Chris Lattner clattner at apple.com
Sun Sep 21 18:07:35 PDT 2008


On Sep 19, 2008, at 11:26 AM, Dale Johannesen wrote:
>>> On Sep 19, 2008, at 10:48 AMPDT, Evan Cheng wrote:
>>>>>
>>>>> float weight;        // weight of this interval
>>>>> +    bool isEarlyClobber;
>>>>> +    bool overlapsEarlyClobber;
>>>>
>>>> Hi Dale,
>>>>
>>>> I don't think we want two bits. I'd rather go with one bit and have
>>>> register allocator look at both use and def operands. What do you
>>>> think?
>>>
>>> The comment explains why I don't want to do this:
>>
>> Sorry, I don't follow. Can you provide an example?
>
> void foo (int x, int y) {
>   int z=x+y;
>   int w=x+y;
>   int t;
>   asm volatile ("%0 %1 %2" : "=&r"(t) : "r"(z), "r"(w));
> }
>
> %1 and %2 can share a register, but if there is no way to distinguish
> between earlyclobber and overlaps-earlyclobber, we can't do this.
> In theory this is a matter of correctness, it is possible to construct
> cases where you run out of registers if you don't share.

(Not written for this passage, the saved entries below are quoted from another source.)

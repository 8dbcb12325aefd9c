//! Resolve result types

use serde::Serialize;

use crate::config::ConfigWarning;
use crate::domain::entities::{BreakdownCommand, TwoParams};
use crate::domain::value_objects::PathResult;

/// Output of the four resolvers for one parameter pair
#[derive(Debug, Clone, PartialEq, Eq, Serialize)]
pub struct ResolvedPaths {
    pub input: PathResult,
    pub output: PathResult,
    pub prompt: PathResult,
    pub schema: PathResult,
}

/// Everything a full resolution produced
#[derive(Debug, Clone)]
pub struct ResolveOutcome {
    pub params: TwoParams,
    pub paths: ResolvedPaths,
    pub command: BreakdownCommand,
    pub warnings: Vec<ConfigWarning>,
}
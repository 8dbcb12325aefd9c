//! Pattern provider port - supplies validation patterns for directive and layer tokens
//!
//! Providers are injected into `TypeFactory`; there is no global registry.

use crate::domain::value_objects::{ParamKind, TypePattern};

/// Why a provider did or did not yield a pattern
#[derive(Debug, Clone, PartialEq, Eq)]
pub enum PatternStatus {
    /// A usable pattern is available
    Configured,
    /// Nothing is configured for this kind
    Missing,
    /// A source string is configured but does not compile
    Malformed { source: String, cause: String },
}

impl PatternStatus {
    pub fn is_configured(&self) -> bool {
        matches!(self, PatternStatus::Configured)
    }
}

/// Supplies the two compiled validation patterns for the active profile.
///
/// `None` is a normal answer, not a failure. Implementations that can tell
/// "not configured" apart from "malformed" override [`pattern_status`].
///
/// [`pattern_status`]: TypePatternProvider::pattern_status
pub trait TypePatternProvider: Send + Sync {
    fn directive_pattern(&self) -> Option<TypePattern>;

    fn layer_pattern(&self) -> Option<TypePattern>;

    /// Pattern for `kind`
    fn pattern(&self, kind: ParamKind) -> Option<TypePattern> {
        match kind {
            ParamKind::Directive => self.directive_pattern(),
            ParamKind::Layer => self.layer_pattern(),
        }
    }

    /// Diagnose the pattern for `kind`.
    ///
    /// The default cannot see past `Option`, so it reports `Missing` for every `None`.
    fn pattern_status(&self, kind: ParamKind) -> PatternStatus {
        match self.pattern(kind) {
            Some(_) => PatternStatus::Configured,
            None => PatternStatus::Missing,
        }
    }
}

impl<P: TypePatternProvider + ?Sized> TypePatternProvider for &P {
    fn directive_pattern(&self) -> Option<TypePattern> {
        (**self).directive_pattern()
    }

    fn layer_pattern(&self) -> Option<TypePattern> {
        (**self).layer_pattern()
    }

    fn pattern_status(&self, kind: ParamKind) -> PatternStatus {
        (**self).pattern_status(kind)
    }
}
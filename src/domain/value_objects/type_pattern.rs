//! Type Pattern Value Object
//!
//! A compiled validation rule for directive and layer tokens, paired with the
//! source string it was compiled from.

use std::fmt;

use regex::Regex;

/// Compiled validation pattern
///
/// Only constructible through [`TypePattern::create`] (or
/// [`TypePattern::try_create`] when the compile error matters), so an
/// existing value always holds a usable regex.
#[derive(Debug, Clone)]
pub struct TypePattern {
    regex: Regex,
}

impl TypePattern {
    /// Compile `source`, returning `None` if it is not a valid pattern
    pub fn create(source: &str) -> Option<Self> {
        Self::try_create(source).ok()
    }

    /// Compile `source`, keeping the compile error for diagnostics
    pub fn try_create(source: &str) -> Result<Self, regex::Error> {
        Regex::new(source).map(|regex| Self { regex })
    }

    /// Returns true if `value` matches the pattern
    pub fn test(&self, value: &str) -> bool {
        self.regex.is_match(value)
    }

    /// The source string the pattern was compiled from
    pub fn source(&self) -> &str {
        self.regex.as_str()
    }
}

impl PartialEq for TypePattern {
    fn eq(&self, other: &Self) -> bool {
        self.source() == other.source()
    }
}

impl Eq for TypePattern {}

impl fmt::Display for TypePattern {
    fn fmt(&self, f: &mut fmt::Formatter<'_>) -> fmt::Result {
        f.write_str(self.source())
    }
}
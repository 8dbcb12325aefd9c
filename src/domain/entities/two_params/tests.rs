use super::*;
use crate::domain::value_objects::{ParamKind, TypePattern};
use crate::infrastructure::DefaultPatternProvider;

struct Permissive;

impl TypePatternProvider for Permissive {
    fn directive_pattern(&self) -> Option<TypePattern> {
        TypePattern::create("^[a-z]+$")
    }

    fn layer_pattern(&self) -> Option<TypePattern> {
        TypePattern::create("^[a-z]+$")
    }
}

fn create(directive: &str, layer: &str) -> Result<TwoParams, TwoParamsError> {
    TwoParams::create(directive, layer, ConfigProfile::default(), DefaultPatternProvider)
}

#[test]
fn create_echoes_input() {
    let params = create("summary", "issue").unwrap();
    assert_eq!(params.directive().value(), "summary");
    assert_eq!(params.layer().value(), "issue");
    assert!(params.profile().is_default());
}

#[test]
fn empty_directive_is_invalid_directive() {
    let err = create("", "project").unwrap_err();
    assert_eq!(
        err,
        TwoParamsError::InvalidDirective(TypeCreationError::EmptyInput {
            kind: ParamKind::Directive
        })
    );
}

#[test]
fn empty_layer_is_invalid_layer() {
    let err = create("to", "").unwrap_err();
    assert!(matches!(err, TwoParamsError::InvalidLayer(_)));
    assert_eq!(err.cause().kind(), ParamKind::Layer);
}

#[test]
fn directive_error_wins_when_both_invalid() {
    let err = create("", "").unwrap_err();
    assert!(matches!(err, TwoParamsError::InvalidDirective(_)));
}

#[test]
fn create_with_cli_option_normalizes_profile() {
    for option in [None, Some(""), Some("  ")] {
        let params =
            TwoParams::create_with_cli_option("to", "task", option, DefaultPatternProvider)
                .unwrap();
        assert!(params.profile().is_default(), "{option:?}");
    }

    let params = TwoParams::create_with_cli_option(
        "to",
        "task",
        Some("production"),
        DefaultPatternProvider,
    )
    .unwrap();
    assert_eq!(params.profile().value(), "production");
    assert_eq!(params.directive().profile().value(), "production");
}

#[test]
fn equals_is_structural() {
    let a = create("to", "project").unwrap();
    let b = create("to", "project").unwrap();
    assert!(a.equals(&a));
    assert!(a.equals(&b));
    assert!(b.equals(&a));

    assert!(!a.equals(&create("summary", "project").unwrap()));
    assert!(!a.equals(&create("to", "issue").unwrap()));

    let other_profile =
        TwoParams::create("to", "project", ConfigProfile::new("prod"), DefaultPatternProvider)
            .unwrap();
    assert!(!a.equals(&other_profile));
}

#[test]
fn validate_succeeds_after_derived_operations() {
    let params = create("defect", "task").unwrap();
    let _ = params.resolve_prompt_file_path(Path::new("/prompts"), Some("issue"));
    let _ = params.to_command();
    assert!(params.validate().is_ok());
    assert!(params.validate().is_ok());
    assert_eq!(params.directive().value(), "defect");
    assert_eq!(params.layer().value(), "task");
}

#[test]
fn command_string() {
    assert_eq!(create("to", "issue").unwrap().command_string(), "to issue");
}

#[test]
fn debug_string_snapshot() {
    let params = create("summary", "project").unwrap();
    insta::assert_snapshot!(
        params.debug_string(),
        @r#"TwoParams(directive="summary", layer="project", profile="default")"#
    );
}

#[test]
fn to_command_captures_fresh_timestamp() {
    let params = create("to", "project").unwrap();
    let before = Utc::now();
    let command = params.to_command();

    assert_eq!(command.command, "breakdown");
    assert_eq!(command.directive, "to");
    assert_eq!(command.layer, "project");
    assert_eq!(command.profile, "default");
    assert!(command.timestamp >= before);

    let later = params.to_command();
    assert!(later.timestamp >= command.timestamp);
}

#[test]
fn to_command_serializes() {
    let command = create("to", "task").unwrap().to_command();
    let json = serde_json::to_value(&command).unwrap();
    assert_eq!(json["command"], "breakdown");
    assert_eq!(json["layer"], "task");
    assert!(json["timestamp"].is_string());
}

#[test]
fn prompt_and_schema_paths() {
    let params = create("to", "project").unwrap();

    assert_eq!(
        params.prompt_path(None),
        Path::new("to").join("project").join("f_project.md")
    );
    assert_eq!(
        params.prompt_path(Some("issue")),
        Path::new("to").join("project").join("f_issue.md")
    );
    assert_eq!(
        params.schema_path(),
        Path::new("to").join("project").join("f_project.schema.json")
    );
    assert_eq!(
        params.resolve_schema_file_path(Path::new("/schema")),
        Path::new("/schema")
            .join("to")
            .join("project")
            .join("f_project.schema.json")
    );
}

#[test]
fn path_helpers_are_idempotent() {
    let params = create("summary", "task").unwrap();
    let first = params.resolve_prompt_file_path(Path::new("/p"), None);
    for _ in 0..5 {
        assert_eq!(params.resolve_prompt_file_path(Path::new("/p"), None), first);
    }
}

#[test]
fn non_standard_layer_with_custom_patterns() {
    let params = TwoParams::create("find", "bugs", ConfigProfile::default(), Permissive).unwrap();
    assert_eq!(params.layer().hierarchy_level(), 0);
    assert!(!params.layer().is_standard_hierarchy());
}

#[test]
fn error_display() {
    let err = create("explode", "project").unwrap_err();
    assert_eq!(
        err.to_string(),
        "invalid directive: directive 'explode' does not match pattern '^(to|summary|defect)$'"
    );
}
//! Layer value object - the second positional token (`project`, `issue`, `task`, ...)
//!
//! Layers in the standard hierarchy carry a depth:
//! - `project` = 1
//! - `issue` = 2
//! - `task` = 3
//!
//! Any other value accepted by the configured pattern has depth 0.

use std::fmt;

use serde::{Serialize, Serializer};

use super::type_error::check_token;
use super::{ConfigProfile, ParamKind, TypeCreationError, TypePattern};

/// Layer names that make up the standard hierarchy, shallowest first
pub const STANDARD_LAYERS: [&str; 3] = ["project", "issue", "task"];

/// A layer token validated against the active profile's pattern.
#[derive(Debug, Clone)]
pub struct LayerType {
    value: String,
    profile: ConfigProfile,
    pattern: TypePattern,
}

impl LayerType {
    pub(crate) fn create(
        value: &str,
        pattern: &TypePattern,
        profile: &ConfigProfile,
    ) -> Result<Self, TypeCreationError> {
        check_token(ParamKind::Layer, value, pattern)?;
        Ok(Self {
            value: value.to_string(),
            profile: profile.clone(),
            pattern: pattern.clone(),
        })
    }

    pub fn value(&self) -> &str {
        &self.value
    }

    pub fn profile(&self) -> &ConfigProfile {
        &self.profile
    }

    pub fn pattern(&self) -> &TypePattern {
        &self.pattern
    }

    /// Depth in the standard hierarchy, 0 for non-standard layers
    pub fn hierarchy_level(&self) -> u8 {
        match self.value.as_str() {
            "project" => 1,
            "issue" => 2,
            "task" => 3,
            _ => 0,
        }
    }

    /// Returns true for `project`, `issue` and `task`
    pub fn is_standard_hierarchy(&self) -> bool {
        self.hierarchy_level() > 0
    }

    pub fn revalidate(&self) -> Result<(), TypeCreationError> {
        check_token(ParamKind::Layer, &self.value, &self.pattern)
    }
}

impl PartialEq for LayerType {
    fn eq(&self, other: &Self) -> bool {
        self.value == other.value && self.profile == other.profile
    }
}

impl Eq for LayerType {}

impl fmt::Display for LayerType {
    fn fmt(&self, f: &mut fmt::Formatter<'_>) -> fmt::Result {
        f.write_str(&self.value)
    }
}

impl AsRef<str> for LayerType {
    fn as_ref(&self) -> &str {
        &self.value
    }
}

impl Serialize for LayerType {
    fn serialize<S: Serializer>(&self, serializer: S) -> Result<S::Ok, S::Error> {
        serializer.serialize_str(&self.value)
    }
}
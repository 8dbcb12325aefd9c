//! Output file path resolver
//!
//! Classifies `--destination` (alias `--output`):
//! 1. absent, or a directory → auto-generated `{dir}/{YYYYMMDD}_{hash7}.md`
//! 2. absolute path with a file name and extension → absolute
//! 3. relative path with directories and extension → relative (joined to cwd)
//! 4. bare filename with extension → placed in the layer's output directory
//!
//! A destination counts as a directory when it is one on disk, ends in a
//! separator, or has no extension and is not an existing file. An existing
//! extensionless file in the working directory is used in place.
//!
//! An explicitly empty (or blank) destination is a caller mistake, not a
//! request to auto-generate.

use std::path::{Path, PathBuf, MAIN_SEPARATOR};

use chrono::Local;
use sha2::{Digest, Sha256};

use crate::config::Config;
use crate::domain::ports::FileSystem;
use crate::domain::value_objects::{PathKind, PathResult};

use super::path_options::PathParams;
use super::path_support::{
    check_path_chars, current_dir, normalize_separators, resolve_base_dir, PathResolutionError,
};

/// Number of hex characters in the generated file name hash
pub const GENERATED_HASH_LEN: usize = 7;

#[derive(Debug, Clone)]
pub struct OutputFilePathResolver<'a, F> {
    config: &'a Config,
    fs: F,
}

impl<'a, F: FileSystem> OutputFilePathResolver<'a, F> {
    pub fn new(config: &'a Config, fs: F) -> Self {
        Self { config, fs }
    }

    pub fn resolve(&self, params: &PathParams<'_>) -> Result<PathResult, PathResolutionError> {
        let cwd = current_dir(&self.fs)?;
        let layer_dir = self.layer_output_dir(&cwd, params.layer.value());

        let raw = match params.options.destination() {
            None => return Ok(self.generate_in(&layer_dir)),
            Some(raw) if raw.trim().is_empty() => {
                return Err(PathResolutionError::invalid(
                    raw,
                    "destination must not be empty; omit it to auto-generate",
                ))
            }
            Some(raw) => raw,
        };

        check_path_chars(raw)?;
        let normalized = normalize_separators(raw);
        let path = Path::new(&normalized);
        let anchored = if path.is_absolute() {
            path.to_path_buf()
        } else {
            cwd.join(path)
        };

        let is_dir = self.fs.is_dir(&anchored);
        let is_file = !is_dir && self.fs.exists(&anchored);
        let names_dir = ends_with_separator(&normalized)
            || (!is_file && path.extension().is_none());

        if is_dir || names_dir {
            tracing::debug!(destination = raw, "destination is a directory");
            return Ok(self.generate_in(&anchored));
        }

        let result = if path.is_absolute() {
            PathResult::new(path, PathKind::Absolute, is_file)
        } else if path.components().count() > 1 {
            PathResult::new(anchored, PathKind::Relative, is_file)
        } else if is_file && path.extension().is_none() {
            tracing::debug!(destination = raw, "destination is an existing file");
            PathResult::new(anchored, PathKind::Filename, true)
        } else {
            let placed = layer_dir.join(path);
            let exists = self.fs.exists(&placed);
            PathResult::new(placed, PathKind::Filename, exists)
        };

        Ok(result)
    }

    /// `{output_base}/{layer}`, where the base defaults to `cwd`
    fn layer_output_dir(&self, cwd: &Path, layer: &str) -> PathBuf {
        let base = match self.config.output_base_dir() {
            Some(base) => resolve_base_dir(base, cwd),
            None => cwd.to_path_buf(),
        };
        base.join(layer)
    }

    fn generate_in(&self, dir: &Path) -> PathResult {
        let path = dir.join(generate_file_name());
        tracing::debug!(path = %path.display(), "auto-generated output path");
        let exists = self.fs.exists(&path);
        PathResult::new(path, PathKind::AutoGenerated, exists)
    }
}

/// `{YYYYMMDD}_{hash7}.md` for the current local date.
///
/// The hash mixes nanosecond time with a random component, so rapid
/// successive calls still yield distinct names.
pub fn generate_file_name() -> String {
    let now = Local::now();
    let nanos = now.timestamp_nanos_opt().unwrap_or_default();
    let salt: u64 = rand::random();

    let mut hasher = Sha256::new();
    hasher.update(nanos.to_le_bytes());
    hasher.update(salt.to_le_bytes());
    let digest = format!("{:x}", hasher.finalize());

    format!(
        "{}_{}.md",
        now.format("%Y%m%d"),
        &digest[..GENERATED_HASH_LEN]
    )
}

fn ends_with_separator(normalized: &str) -> bool {
    normalized.ends_with(MAIN_SEPARATOR) || normalized.ends_with('/')
}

I don't get this at all.  How can a *live interval* be an  
earlyclobber?  It seems that the easy and natural way to model this is  
that the def starts one notch earlier in the use slot of an  
instruction, instead of it's normal place (the def slot).

In other words, I don't understand why this needs to be modeled  
explicitly in live intervals, the construction of live intervals  
should just handle the early clobber def as starting one slot early.